After graduation, there were no major professional options for women in the United States. She wanted to play basketball, so decided to head to Italy to play for one of the club teams. Edwards had mixed feelings and cried on her trip over to Italy. However, she ended up play for nine seasons, earning All-Star Game MVP of the Italian League on three occasions. Over the nine years, she played for club teams Faenza, Pistoia, Ferrara and Pavia.

===WNBA===
Being selected by the Cleveland Rockers in the initial player allocation of the 1997 WNBA draft, Edwards debut game was played on June 21, 1997 in a 56 - 76 loss to the Houston Comets where she recorded 7 points, 2 rebounds, 2 assists and 3 steals. She would play for the Rockers for three years, averaging 8.1 points, 2.5 rebounds and 3.1 assists for the team.
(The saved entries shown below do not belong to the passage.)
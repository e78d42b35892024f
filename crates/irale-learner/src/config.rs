//! Flat configuration records.
//!
//! Two records cover the whole learner: one for the Bayesian explorer's
//! rollout weights and budgets, one for the experiment driver. Both
//! deserialize from flat key maps and reject unknown keys, so a typo in a
//! config file fails at startup rather than silently falling back to a
//! default.

use serde::Deserialize;

/// Configuration of the Bayesian explorer (`bayesian_explorer.*` keys).
#[derive(Clone, Debug, Deserialize)]
#[serde(default, deny_unknown_fields)]
pub struct ExplorerConfig {
    /// Force pure random action selection.
    pub random: bool,
    /// Escape to a random experiment after `stagnation_threshold` steps
    /// without a revision.
    pub use_stagnation: bool,
    pub stagnation_threshold: usize,
    /// Cut the rollout short once a plan beats `passthrough_threshold`.
    pub use_passthrough: bool,
    pub passthrough_threshold: f64,
    /// Rollout discount per plan depth.
    pub gamma: f64,
    /// Prior probability that a candidate rule element is unnecessary.
    pub start_pu: f64,
    /// Wall-clock budget for one plan search, in seconds.
    pub exploration_time_limit: f64,
    /// Probability of seeding a plan with a meta-action.
    pub meta_probability: f64,
    /// Share of the meta-action draw going to `reset` rather than `delete`.
    pub base_reset_prob: f64,
    /// Decay of the fact-removal branch with accumulated revisions.
    pub fact_removal_discount: f64,
    /// Decay of the pure-random shortcut with accumulated revisions.
    pub random_discount: f64,
    /// Probability of restricting rollouts to the most specific rules'
    /// actions.
    pub focus_specific_rules: f64,
    pub estimated_rules_per_action: usize,
    /// Rollout budgets.
    pub random_plans: usize,
    pub random_experiments: usize,
    pub random_action_trials: usize,
    pub plan_depth: usize,
    /// Motivation-trace persistence.
    pub save_motivation_trace: bool,
    pub motivation_trace_file_name: String,
}

impl Default for ExplorerConfig {
    fn default() -> Self {
        ExplorerConfig {
            random: false,
            use_stagnation: true,
            stagnation_threshold: 30,
            use_passthrough: true,
            passthrough_threshold: 0.9,
            gamma: 0.9,
            start_pu: 0.5,
            exploration_time_limit: 1.0,
            meta_probability: 0.1,
            base_reset_prob: 0.5,
            fact_removal_discount: 0.9,
            random_discount: 0.9,
            focus_specific_rules: 0.5,
            estimated_rules_per_action: 2,
            random_plans: 30,
            random_experiments: 10,
            random_action_trials: 10,
            plan_depth: 3,
            save_motivation_trace: false,
            motivation_trace_file_name: "motivation".to_string(),
        }
    }
}

/// Configuration of the experiment driver (`irale.*` keys).
#[derive(Clone, Debug, Deserialize)]
#[serde(default, deny_unknown_fields)]
pub struct LearnerConfig {
    pub runs: usize,
    pub steps: usize,
    /// Emit a `reset` after `reset_state_after` steps without revision.
    pub reset_state_after_stagnation: bool,
    pub reset_state_after: usize,
    pub test_domain_every: usize,
    pub test_only_when_knowledge_modified: bool,
    /// Insert variabilised copies of raw examples instead of the examples
    /// themselves.
    pub always_generalize_constants: bool,
    /// Restarts of the randomised LGG search per candidate rule.
    pub generalization_trials: usize,
    /// Prefer the candidate with the most preconditions (least general)
    /// instead of the fewest.
    pub least_general: bool,
    pub use_bayesian_explorer: bool,
}

impl Default for LearnerConfig {
    fn default() -> Self {
        LearnerConfig {
            runs: 5,
            steps: 1200,
            reset_state_after_stagnation: false,
            reset_state_after: 30,
            test_domain_every: 30,
            test_only_when_knowledge_modified: true,
            always_generalize_constants: false,
            generalization_trials: 3,
            least_general: false,
            use_bayesian_explorer: true,
        }
    }
}
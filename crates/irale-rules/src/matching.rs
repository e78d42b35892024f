//! Prematching, postmatching and covering.
//!
//! All three relate a rule to an example rule through OI substitutions:
//!
//! - *prematch*: the rule's preconditions embed into the example's;
//! - *postmatch*: the rule's effects map exactly onto the example's;
//! - *cover*: some prematching substitution also postmatches.
//!
//! The boolean forms differ on purpose: `prematches` demands exactly one
//! substitution, `postmatches` and `covers` at least one.

use crate::rule::Rule;
use irale_logic::{Literal, State, Substitution, Term};
use std::collections::BTreeSet;

/// Extend every substitution in `subs` so that each literal of `to_unify`
/// maps onto some fact of `s`; substitutions that cannot absorb a literal
/// are dropped.
pub(crate) fn unify_with_state(
    to_unify: &BTreeSet<Literal>,
    s: &State,
    mut subs: BTreeSet<Substitution>,
) -> BTreeSet<Substitution> {
    for lit in to_unify {
        let mut next_subs = BTreeSet::new();

        for sub in &subs {
            let subbed = sub.apply(lit);
            let matches = s.query(&subbed);
            if matches.is_empty() {
                continue;
            }
            if subbed.grounded() {
                next_subs.insert(sub.clone());
                continue;
            }
            for fact in matches {
                let mut extended = sub.clone();
                if extended.set_safe_multiple(&subbed.parameters, &fact.parameters) {
                    next_subs.insert(extended);
                }
            }
        }

        if next_subs.is_empty() {
            return BTreeSet::new();
        }
        subs = next_subs;
    }
    subs
}

fn strip_identities(subs: BTreeSet<Substitution>) -> BTreeSet<Substitution> {
    subs.into_iter()
        .map(|mut sub| {
            sub.clean_constants();
            sub
        })
        .collect()
}

impl Rule {
    /// Every OI substitution embedding this rule's preconditions into the
    /// example's precondition state, starting from `sub`.
    pub fn prematching_subs(&self, x: &Rule, sub: &Substitution) -> BTreeSet<Substitution> {
        if !Literal::compatible(&self.action_literal, &x.action_literal) {
            return BTreeSet::new();
        }

        let mut sub = sub.clone();

        // Constants of the action literal and preconditions stand for
        // themselves unless the caller already bound them.
        let mut constants: BTreeSet<Term> = self
            .action_literal
            .parameters
            .iter()
            .filter(|p| !p.is_var())
            .cloned()
            .collect();
        constants.extend(self.precondition_constants());
        for c in &constants {
            if sub.get(c).is_none() {
                sub.set(c, c);
            }
        }

        if !sub.set_safe_multiple(
            &self.action_literal.parameters,
            &x.action_literal.parameters,
        ) {
            return BTreeSet::new();
        }

        let state = State::from_facts(x.preconditions.iter().cloned());
        let subs = unify_with_state(&self.preconditions, &state, BTreeSet::from([sub]));
        strip_identities(subs)
    }

    /// Exactly one prematching substitution exists.
    pub fn prematches(&self, x: &Rule) -> bool {
        self.prematching_subs(x, &Substitution::new()).len() == 1
    }

    /// Exactly one prematching substitution extends `sub`.
    pub fn prematches_with(&self, x: &Rule, sub: &Substitution) -> bool {
        self.prematching_subs(x, sub).len() == 1
    }

    /// Every OI substitution mapping this rule's effects exactly onto the
    /// example's. Requires matching effect-set sizes.
    pub fn postmatching_subs(&self, x: &Rule, sub: &Substitution) -> BTreeSet<Substitution> {
        if !Literal::compatible(&self.action_literal, &x.action_literal) {
            return BTreeSet::new();
        }
        if self.add.len() != x.add.len() || self.del.len() != x.del.len() {
            return BTreeSet::new();
        }

        let mut effect_state = State::new();
        effect_state.add_facts(x.add.iter().cloned());
        effect_state.add_facts(x.del.iter().cloned());

        let mut sub = sub.clone();
        let mut constants: BTreeSet<Term> = self
            .action_literal
            .parameters
            .iter()
            .filter(|p| !p.is_var())
            .cloned()
            .collect();
        for eff in self.add.iter().chain(&self.del) {
            constants.extend(eff.parameters.iter().filter(|p| !p.is_var()).cloned());
        }
        for c in &constants {
            if sub.get(c).is_none() && sub.get_inverse(c).is_none() {
                sub.set(c, c);
            }
        }

        if !sub.set_safe_multiple(
            &self.action_literal.parameters,
            &x.action_literal.parameters,
        ) {
            return BTreeSet::new();
        }

        let mut effects: BTreeSet<Literal> = self.add.iter().cloned().collect();
        effects.extend(self.del.iter().cloned());

        let subs = unify_with_state(&effects, &effect_state, BTreeSet::from([sub]));
        strip_identities(subs)
    }

    /// At least one postmatching substitution extends `sub`.
    pub fn postmatches(&self, x: &Rule, sub: &Substitution) -> bool {
        !self.postmatching_subs(x, sub).is_empty()
    }

    /// Prematch, then postmatch each result; the union of the postmatches.
    pub fn covering_subs(&self, x: &Rule) -> BTreeSet<Substitution> {
        let mut covering = BTreeSet::new();
        for pre in self.prematching_subs(x, &Substitution::new()) {
            covering.extend(self.postmatching_subs(x, &pre));
        }
        covering
    }

    /// At least one covering substitution exists.
    pub fn covers(&self, x: &Rule) -> bool {
        !self.covering_subs(x).is_empty()
    }

    /// The rule prematches the example under some substitution that fails to
    /// postmatch: the rule would fire but predicts the wrong effects.
    pub fn contradicts(&self, x: &Rule) -> bool {
        self.prematching_subs(x, &Substitution::new())
            .iter()
            .any(|sub| !self.postmatches(x, sub))
    }
}
//! # irale-logic
//!
//! First-order logic substrate for the irale action-model learner.
//!
//! This crate provides the vocabulary every other irale component builds on:
//!
//! - **Terms** ([`Term`], [`TermType`]): variables and constants with
//!   optional nominal types ordered by a single-parent subsumption chain.
//! - **Literals** ([`Predicate`], [`Literal`]): predicates applied to
//!   parameter sequences, with polarity.
//! - **Substitutions** ([`Substitution`]): finite term mappings, either
//!   *injective* (the Object Identity regime, where distinct sources keep
//!   distinct images) or *free*; classical unification, OI-subsumption and
//!   injective expansion all live here.
//! - **States** ([`State`], [`Goal`]): sets of positive grounded facts with
//!   pattern queries and symmetric differences.
//! - **Actions** ([`ActionSchema`], [`GroundedAction`], [`Condition`]):
//!   STRIPS-style schemas and their instantiations.
//! - **Domains** ([`Domain`], [`Problem`]): the simulator that applies
//!   grounded action literals, synthesises the reserved meta-actions
//!   (`reset`, `delete`, `remove-fact`) and parses literal text.
//! - **Traces** ([`Trace`], [`TraceLog`]): observations `(state, action,
//!   authorized, next state)` and their bounded, most-recent-first history.
//!
//! ## Example
//!
//! ```rust
//! use irale_logic::{Literal, Predicate, State, Substitution, Term};
//! use std::collections::BTreeSet;
//!
//! let on = Predicate::new("on", 2);
//! let state = State::from_facts([
//!     on.of(vec![Term::constant("a"), Term::constant("b")]),
//! ]);
//!
//! // Query with a variable pattern.
//! let pattern = on.of(vec![Term::var("X"), Term::constant("b")]);
//! assert_eq!(state.query(&pattern).len(), 1);
//!
//! // OI-subsumption enumerates injective embeddings.
//! let source = BTreeSet::from([pattern]);
//! let subs = Substitution::new().oi_subsume(&source, &state.facts);
//! assert_eq!(subs.len(), 1);
//! ```

mod action;
mod display;
mod domain;
mod error;
mod literal;
mod state;
mod substitution;
mod term;
mod trace;

pub use action::{ActionSchema, Condition, GroundedAction};
pub use domain::{
    filter_by_type, filter_deleted, Domain, Problem, DELETE_ACTION, REMOVE_FACT_ACTION,
    RESET_ACTION,
};
pub use error::LogicError;
pub use literal::{Literal, Predicate};
pub use state::{Goal, State};
pub use substitution::Substitution;
pub use term::{Term, TermType, ANY_VAR};
pub use trace::{Trace, TraceLog};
Edwards was traded to the Seattle Storm on June 11, 2000 for Nina Bjedov. Speaking on the trade, then Head Coach of the Rockers, Dan Hughes stated "Michelle Edwards has meant a lot to this franchise both on the court and off. She has been with the team since the beginning. We owe her the opportunity to be somewhere where she will play". The trade happened after only playing 3 games for the Rockers in the 2000 season. Edwards finished the 2000 season with the Storm, playing in 20 games while averaging 6.6 points, 2.0 assists and 1.7 rebounds.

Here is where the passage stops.